MIAMI.– In a decision that shakes up Florida’s legal landscape, Broward County Circuit Judge Frank Ledee declared unconstitutional the state law prohibiting people between the ages of 18 and 20 from carrying concealed firearms.
The judge issued the ruling in the case against Joel Walkes III, a 19-year-old arrested for this reason, after concluding that the rule violates the Second Amendment under the new “historical tradition” standard of the United States Supreme Court.
Legal context
The case originated with the arrest of Joel Walkes III during a traffic stop in Plantation, Florida, where an officer found a concealed semi-automatic pistol.
Walkes was facing a third-degree felony charge. However, his defense directly challenged the constitutionality of the statute that sets the minimum age for concealed carry at 21.
Judge Ledee, in his nine-page ruling, argued that the law “strips a class of legal adults of their ability to exercise the same right that the Constitution guarantees.”
The basis for the decision lies in the test imposed by the Supreme Court in 2022, which requires the government to demonstrate that any gun regulation is consistent with the “nation’s historical tradition.”
Ledee said the state was unable to identify any law from the founding of the country that generally prohibited the concealed carrying of weapons by people between the ages of 18 and 20.
As an immediate result, charges against Walkes were dismissed.
Although the decision applies only to this case and does not set a binding precedent for other courts, it does establish “persuasive authority” that could influence future cases and pushes for an appeals court to establish a uniform state rule.
Complex legal landscape
Judge Ledee’s ruling fits into an increasingly complex and contradictory firearms legal environment in Florida.
Following the massacre at Marjory Stoneman Douglas High School in 2018, the state Legislature passed a law that raised the minimum age to purchase any firearm to 21 years old.
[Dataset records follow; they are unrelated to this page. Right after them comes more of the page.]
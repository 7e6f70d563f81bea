//! Kubernetes implementation of [`ClusterGateway`].
//!
//! Workloads are reconciled with server-side apply. Config documents are
//! ConfigMaps whose `resourceVersion` backs [`Precondition`]s: a versioned
//! write is a `replace` carrying the observed version, and the API server
//! answers 409 when it no longer matches.

use std::collections::BTreeMap;
use std::fmt::Debug;
use std::time::Duration;

use async_trait::async_trait;
use futures_util::io::AsyncBufReadExt;
use futures_util::stream::{self, StreamExt};
use k8s_openapi::api::apps::v1::Deployment;
use k8s_openapi::api::core::v1::{ConfigMap, Pod, PodSpec, Service};
use k8s_openapi::apimachinery::pkg::apis::meta::v1::ObjectMeta;
use k8s_openapi::NamespaceResourceScope;
use kube::api::{Api, DeleteParams, ListParams, LogParams, Patch, PatchParams, PostParams};
use kube::config::{KubeConfigOptions, Kubeconfig};
use kube::runtime::wait::await_condition;
use kube::{Client, Config, Resource, ResourceExt};
use serde::de::DeserializeOwned;
use tokio::sync::mpsc;
use tracing::{debug, info, warn};

use super::manifest::{make_deployment, make_service};
use crate::domain::workload::{Manifest, CONTAINER_NAME, MANAGED_BY_LABEL, MANAGED_BY_VALUE};
use crate::error::{ClusterError, Error, Result};
use crate::port::{
    ClusterGateway, ClusterObject, ConfigDocument, LogStream, PodCondition, Precondition,
    ResourceKind,
};

/// Field manager recorded on server-side applied objects.
const FIELD_MANAGER: &str = "uc-deploy";

/// Buffered log lines between the API stream and the consumer.
const LOG_BUFFER: usize = 256;

/// Gateway to one namespace of a Kubernetes cluster.
#[derive(Clone)]
pub struct KubeGateway {
    client: Client,
    namespace: String,
}

impl KubeGateway {
    #[must_use]
    pub fn new(client: Client, namespace: impl Into<String>) -> Self {
        Self {
            client,
            namespace: namespace.into(),
        }
    }

    /// Connect using a kubeconfig context, or the inferred configuration
    /// (in-cluster or current context) when none is given.
    pub async fn connect(context: Option<&str>, namespace: &str) -> Result<Self> {
        let config = match context {
            Some(context) => {
                let kubeconfig = Kubeconfig::read().map_err(api_error)?;
                let options = KubeConfigOptions {
                    context: Some(context.to_string()),
                    ..KubeConfigOptions::default()
                };
                Config::from_custom_kubeconfig(kubeconfig, &options)
                    .await
                    .map_err(api_error)?
            }
            None => Config::infer().await.map_err(api_error)?,
        };
        let client = Client::try_from(config).map_err(api_error)?;
        info!(context = context.unwrap_or("inferred"), namespace, "Connected to cluster");
        Ok(Self::new(client, namespace))
    }

    fn api<K>(&self) -> Api<K>
    where
        K: Resource<Scope = NamespaceResourceScope>,
        <K as Resource>::DynamicType: Default,
    {
        Api::namespaced(self.client.clone(), &self.namespace)
    }

    async fn list_objects<K, F>(
        &self,
        kind: ResourceKind,
        selector: &str,
        images: F,
    ) -> Result<Vec<ClusterObject>>
    where
        K: Resource<Scope = NamespaceResourceScope> + Clone + DeserializeOwned + Debug,
        <K as Resource>::DynamicType: Default,
        F: Fn(&K) -> Vec<String>,
    {
        let params = ListParams::default().labels(selector);
        let objects = self
            .api::<K>()
            .list(&params)
            .await
            .map_err(|e| cluster_error(e, kind, selector))?;
        Ok(objects
            .items
            .into_iter()
            .map(|object| ClusterObject {
                kind,
                name: object.name_any(),
                labels: object.labels().clone(),
                images: images(&object),
            })
            .collect())
    }

    async fn delete_object<K>(&self, kind: ResourceKind, name: &str) -> Result<()>
    where
        K: Resource<Scope = NamespaceResourceScope> + Clone + DeserializeOwned + Debug,
        <K as Resource>::DynamicType: Default,
    {
        match self.api::<K>().delete(name, &DeleteParams::default()).await {
            Ok(_) => {
                debug!(kind = %kind, name, "Deleted object");
                Ok(())
            }
            Err(kube::Error::Api(response)) if response.code == 404 => Ok(()),
            Err(e) => Err(cluster_error(e, kind, name).into()),
        }
    }

    fn config_map(name: &str, data: BTreeMap<String, String>, version: Option<String>) -> ConfigMap {
        ConfigMap {
            metadata: ObjectMeta {
                name: Some(name.to_string()),
                labels: Some(BTreeMap::from([(
                    MANAGED_BY_LABEL.to_string(),
                    MANAGED_BY_VALUE.to_string(),
                )])),
                resource_version: version,
                ..ObjectMeta::default()
            },
            data: Some(data),
            ..ConfigMap::default()
        }
    }

    async fn create_document(&self, name: &str, data: BTreeMap<String, String>) -> Result<()> {
        self.api::<ConfigMap>()
            .create(&PostParams::default(), &Self::config_map(name, data, None))
            .await
            .map_err(|e| cluster_error(e, ResourceKind::ConfigMap, name))?;
        Ok(())
    }

    async fn replace_document(
        &self,
        name: &str,
        data: BTreeMap<String, String>,
        version: Option<String>,
    ) -> Result<()> {
        self.api::<ConfigMap>()
            .replace(name, &PostParams::default(), &Self::config_map(name, data, version))
            .await
            .map_err(|e| cluster_error(e, ResourceKind::ConfigMap, name))?;
        Ok(())
    }
}

/// Map a kube error for `kind`/`name` onto the gateway's error vocabulary.
fn cluster_error(err: kube::Error, kind: ResourceKind, name: &str) -> ClusterError {
    match &err {
        kube::Error::Api(response) if response.code == 404 => ClusterError::NotFound {
            kind: kind.to_string(),
            name: name.to_string(),
        },
        kube::Error::Api(response) if response.code == 409 => ClusterError::Conflict {
            name: name.to_string(),
        },
        _ => ClusterError::Api(err.to_string()),
    }
}

fn api_error(err: impl std::fmt::Display) -> Error {
    ClusterError::Api(err.to_string()).into()
}

fn container_images(spec: Option<&PodSpec>) -> Vec<String> {
    spec.map(|spec| {
        spec.containers
            .iter()
            .filter_map(|container| container.image.clone())
            .collect()
    })
    .unwrap_or_default()
}

fn is_pod_ready(pod: Option<&Pod>) -> bool {
    pod.and_then(|p| p.status.as_ref())
        .and_then(|s| s.conditions.as_ref())
        .is_some_and(|conditions| {
            conditions
                .iter()
                .any(|c| c.type_ == "Ready" && c.status == "True")
        })
}

#[async_trait]
impl ClusterGateway for KubeGateway {
    async fn list(&self, kind: ResourceKind, selector: &str) -> Result<Vec<ClusterObject>> {
        match kind {
            ResourceKind::Pod => {
                self.list_objects(kind, selector, |pod: &Pod| container_images(pod.spec.as_ref()))
                    .await
            }
            ResourceKind::Deployment => {
                self.list_objects(kind, selector, |deployment: &Deployment| {
                    container_images(
                        deployment
                            .spec
                            .as_ref()
                            .and_then(|spec| spec.template.spec.as_ref()),
                    )
                })
                .await
            }
            ResourceKind::Service => {
                self.list_objects(kind, selector, |_: &Service| Vec::new()).await
            }
            ResourceKind::ConfigMap => {
                self.list_objects(kind, selector, |_: &ConfigMap| Vec::new()).await
            }
        }
    }

    async fn apply(&self, manifest: &Manifest) -> Result<()> {
        let name = manifest.name().to_string();
        let params = PatchParams::apply(FIELD_MANAGER).force();
        match manifest {
            Manifest::Deployment(spec) => {
                self.api::<Deployment>()
                    .patch(&name, &params, &Patch::Apply(&make_deployment(spec)))
                    .await
                    .map_err(|e| cluster_error(e, ResourceKind::Deployment, &name))?;
            }
            Manifest::Service(spec) => {
                self.api::<Service>()
                    .patch(&name, &params, &Patch::Apply(&make_service(spec)))
                    .await
                    .map_err(|e| cluster_error(e, ResourceKind::Service, &name))?;
            }
        }
        debug!(name = %name, "Applied manifest");
        Ok(())
    }

    async fn delete(&self, kind: ResourceKind, name: &str) -> Result<()> {
        match kind {
            ResourceKind::Pod => self.delete_object::<Pod>(kind, name).await,
            ResourceKind::Deployment => self.delete_object::<Deployment>(kind, name).await,
            ResourceKind::Service => self.delete_object::<Service>(kind, name).await,
            ResourceKind::ConfigMap => self.delete_object::<ConfigMap>(kind, name).await,
        }
    }

    async fn read_document(&self, name: &str) -> Result<Option<ConfigDocument>> {
        let config_map = self
            .api::<ConfigMap>()
            .get_opt(name)
            .await
            .map_err(|e| cluster_error(e, ResourceKind::ConfigMap, name))?;
        Ok(config_map.map(|cm| ConfigDocument {
            version: cm.metadata.resource_version.clone(),
            data: cm.data.unwrap_or_default(),
        }))
    }

    async fn write_document(
        &self,
        name: &str,
        data: BTreeMap<String, String>,
        precondition: Precondition,
    ) -> Result<()> {
        match precondition {
            Precondition::Absent => self.create_document(name, data).await,
            // A vanished document is a conflict too.
            Precondition::Version(version) => match self
                .replace_document(name, data, Some(version))
                .await
            {
                Err(Error::Cluster(ClusterError::NotFound { .. })) => {
                    Err(ClusterError::Conflict {
                        name: name.to_string(),
                    }
                    .into())
                }
                other => other,
            },
            Precondition::Any => {
                let exists = self
                    .api::<ConfigMap>()
                    .get_opt(name)
                    .await
                    .map_err(|e| cluster_error(e, ResourceKind::ConfigMap, name))?
                    .is_some();
                if exists {
                    self.replace_document(name, data, None).await
                } else {
                    self.create_document(name, data).await
                }
            }
        }
    }

    async fn stream_logs(&self, pod: &str) -> Result<LogStream> {
        let api = self.api::<Pod>();
        let pod = pod.to_string();
        let params = LogParams {
            follow: true,
            container: Some(CONTAINER_NAME.to_string()),
            ..LogParams::default()
        };
        let (tx, rx) = mpsc::channel::<Result<String>>(LOG_BUFFER);

        // The follower ends when the consumer drops the stream.
        tokio::spawn(async move {
            match api.log_stream(&pod, &params).await {
                Ok(reader) => {
                    let mut lines = std::pin::pin!(reader.lines());
                    while let Some(line) = lines.next().await {
                        if tx.send(line.map_err(Error::from)).await.is_err() {
                            break;
                        }
                    }
                }
                Err(e) => {
                    warn!(pod = %pod, error = %e, "Log stream request failed");
                    let _ = tx
                        .send(Err(cluster_error(e, ResourceKind::Pod, &pod).into()))
                        .await;
                }
            }
        });

        Ok(stream::unfold(rx, |mut rx| async move {
            rx.recv().await.map(|line| (line, rx))
        })
        .boxed())
    }

    async fn wait_for(&self, pod: &str, condition: PodCondition, timeout: Duration) -> Result<()> {
        let PodCondition::Ready = condition;
        let wait = await_condition(self.api::<Pod>(), pod, is_pod_ready);
        match tokio::time::timeout(timeout, wait).await {
            Ok(Ok(_)) => Ok(()),
            Ok(Err(e)) => Err(ClusterError::Api(e.to_string()).into()),
            Err(_) => Err(ClusterError::Timeout {
                what: format!("pod {pod} {condition}"),
                seconds: timeout.as_secs(),
            }
            .into()),
        }
    }
}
However, in 2023, the state adopted “permitless carry,” which allows eligible citizens to carry a concealed weapon without a license, although it maintained the 21-year-old requirement.
This situation was further complicated when an appeals court in September overturned the state’s ban on open carry of weapons, a decision that Florida Attorney General James Uthmeier immediately accepted.
The stance of the attorney general, who has declined to defend several of the state’s gun laws in court, creates a paradox: An 18-year-old could openly carry a gun he legally owns (for example, through a gift), but he cannot purchase it or, until this ruling, carry it concealed.
This tension between the judiciary and the laws enacted by the Legislature points to an inevitable intervention by higher courts to reconcile these conflicts, according to experts.
Nationwide controversy
The decision in Florida is a reflection of a legal battle being fought across the United States. There is a deep division among federal appeals courts over whether Second Amendment rights fully apply to adults ages 18 to 20.
While courts in circuits like the Fifth have struck down federal restrictions on gun purchases for this age group, others, like the Eleventh Circuit that oversees Florida, have upheld them.
This division of criteria increases the probability that the US Supreme Court will have to intervene to offer a definitive resolution, according to specialists on the subject.
The debate pits gun rights advocates, such as the National Rifle Association (NRA), against gun control activists and family members of victims of gun violence.
The former argue that denying this right to legal adults is unconstitutional, while the latter consider age restrictions as essential public safety measures, born of tragedies like Parkland.